Monday, August 30, 2004

aint no pouncing

(Sketch #Noir3: list of craig, subtitled "It's funny cuz it's true")

No, I don't think 7x7 is an allowable bedroom size. I'd like to live in a room that's bigger than my current bathroom.

I don't want to live with seven cats, even though I applaud your efforts at rescuing them. No, actually I don't applaud you for anything. Let them die.

I love not getting answers back. Because it is just the courteous. thing. to. do. Especially when you give the impression of agreeing to let me have a room.

No, jacuzzi does not start with a "z". I don't want to leave you a "massage".

I don't think anybody wants to live with you for free, Sleazebucket, if you want women to walk around naked for rent. I mean, maybe there are interested parties out there, but clearly, by the 10th time you post the same listing, you'd think you could be killed by a meteor-hint.

I do not want to live in an apartment where I am absolutely not allowed to step into the kitchen. Or have guests. Or drink. Water. That would probably take up too much space anyway.

Yeah, okay... I'm sure you're "cool". Get back to me about that. Wait, on second thought, just think about responding to me. It'll be like the same thing!

Right, I can't afford the places that sound deliciously grass-is-greener and whose posters can spell correctly because money is everything in this world.

No, posting in an ugly-ass large font does not make your place more unique. It just makes it ugly. And making a hallway into a bedroom is not unique either. Or trendy. or cool. or humane.

No, I don't want any drama either. But maybe if everything weren't ugly, even your cats, maybe I'd be nicer, more responsible, fitter, happier, more productive, more lovely sparkling and lemon-fresh. No, limes are the new lemons. Lime-fresh.

It's great you are moving in with your significant other... Give me your room. It's too bad you broke up with your significant other. No, splitting up the "living room" to make another BR doesn't sound like the right answer. There is, on the other hand, that guy who is posting for free apartments if you take off your clothes. Lower East Side. It's hip. Three birds. One stone. You get a boyfriend, free rent, and I get a place.

I'm not European, or vegetarian, or Buddhist, or a cat-rescuer, or a massage therapist, or a gay friendly male.... Dammit I just don't feel special anymore!!!! I'll get back to you when I'm a Bible-fearing Christian. Shit, I fucked that one up didn't I? $666 sounds like a suspicious rent figure to meeeee... I'll get back to you guys on that "Stan. A"...

Metuchen, NJ is a bargain.
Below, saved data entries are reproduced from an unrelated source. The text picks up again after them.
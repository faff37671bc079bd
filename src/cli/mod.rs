// ============================================================
// Layer 1 — CLI / Presentation Layer
// ============================================================
// Entry point for user interaction. Parses arguments with clap
// and dispatches to the application layer; it routes, it never
// computes.

pub mod commands;

use anyhow::Result;
use clap::Parser;
use commands::{Commands, PretrainArgs};

#[derive(Parser, Debug)]
#[command(
    name = "bert-pretrain",
    version,
    about = "MLM/NSP pretraining: corpus sampling, sequence packing, and a resumable training loop."
)]
pub struct Cli {
    #[command(subcommand)]
    pub command: Commands,
}

impl Cli {
    pub fn run(self) -> Result<()> {
        match self.command {
            Commands::Pretrain(args) => Self::run_pretrain(args),
        }
    }

    fn run_pretrain(args: PretrainArgs) -> Result<()> {
        use crate::application::pretrain_use_case::PretrainUseCase;

        tracing::info!("Pretraining on corpus: {}", args.corpus_dir);
        let use_case = PretrainUseCase::new(args.into());
        use_case.execute()?;

        println!("Pretraining complete.");
        Ok(())
    }
}
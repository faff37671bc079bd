// ============================================================
// Layer 4 — Data Pipeline
// ============================================================
// Everything from raw text files to batched training examples.
//
// The pipeline flows in this order:
//
//   corpus dir (*.txt, one sentence per line)
//       │
//       ▼
//   TokenCorpusIndex    → tokenizes every paragraph once,
//       │                 holds the flat in-memory index
//       ▼
//   SentencePairSampler → picks true successor or random
//       │                 paragraph (the NSP label)
//       ▼
//   SequenceAssembler   → [CLS]/[SEP] packing, truncation,
//       │                 padding, segment ids
//       ▼
//   PretrainDataset     → Burn Dataset, one example per
//       │                 paragraph index, built on access
//       ▼
//   PretrainBatcher     → stacks examples into row batches
//       │
//       ▼
//   DataLoader          → shuffles and prefetches for the loop
//
// Each module does exactly one step, so each step is
// independently testable.

/// Tokenized paragraph index over a directory of text files
pub mod corpus;

/// Next-sentence sampling policy
pub mod sampler;

/// Fixed-length BERT input packing and segment-id derivation
pub mod assembler;

/// Implements Burn's Dataset trait — one example per paragraph
pub mod dataset;

/// Implements Burn's Batcher trait for the data loader
pub mod batcher;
Maybe I'll go there to spend $800. Metuchen, the new Brooklyn!

Well, it sounds like most of you are never in your apartments anyway. What with all the crazy stuff there is to do around and the jobs and the cats, of course you're hardly ever around but when you are, you do, I'm afraid, have to step in my 8x7 ugly lofted area to get to the kitchen.
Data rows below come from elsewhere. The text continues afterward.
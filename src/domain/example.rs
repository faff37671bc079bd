// ============================================================
// Layer 3 — Pretraining Example
// ============================================================
// One fully assembled MLM/NSP training example. Built on every
// dataset access, never persisted.
//
// Sequence format: [CLS] sentence A [SEP] sentence B [SEP] [PAD]...

use serde::{Deserialize, Serialize};

/// One fixed-length sentence-pair example.
#[derive(Debug, Clone, Serialize, Deserialize)]
pub struct PretrainExample {
    /// Token ids, exactly `max_len` long
    pub token_ids: Vec<u32>,

    /// Segment ids, same length: 0 for sentence A (and its
    /// boundary tokens), 1 for sentence B up to and including
    /// the trailing [SEP]
    pub segment_ids: Vec<u8>,

    /// 1 iff sentence B is the true successor of sentence A
    pub is_next: u8,
}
You, yes you.... thank you for telling me absolutely nothing about your apartment in the span of some paragraphs. All I know now is that there are some rooms. Some of which are bedrooms. And they are cool. And you are cool. There is a sweeeeeeet zacuzi. And there's a kitchen. But you're not allowed to step into it. Upside is, you do have 999 cable channels, or was that 666? Don't bother to respond -- Remember, just think about it. It's the same thing.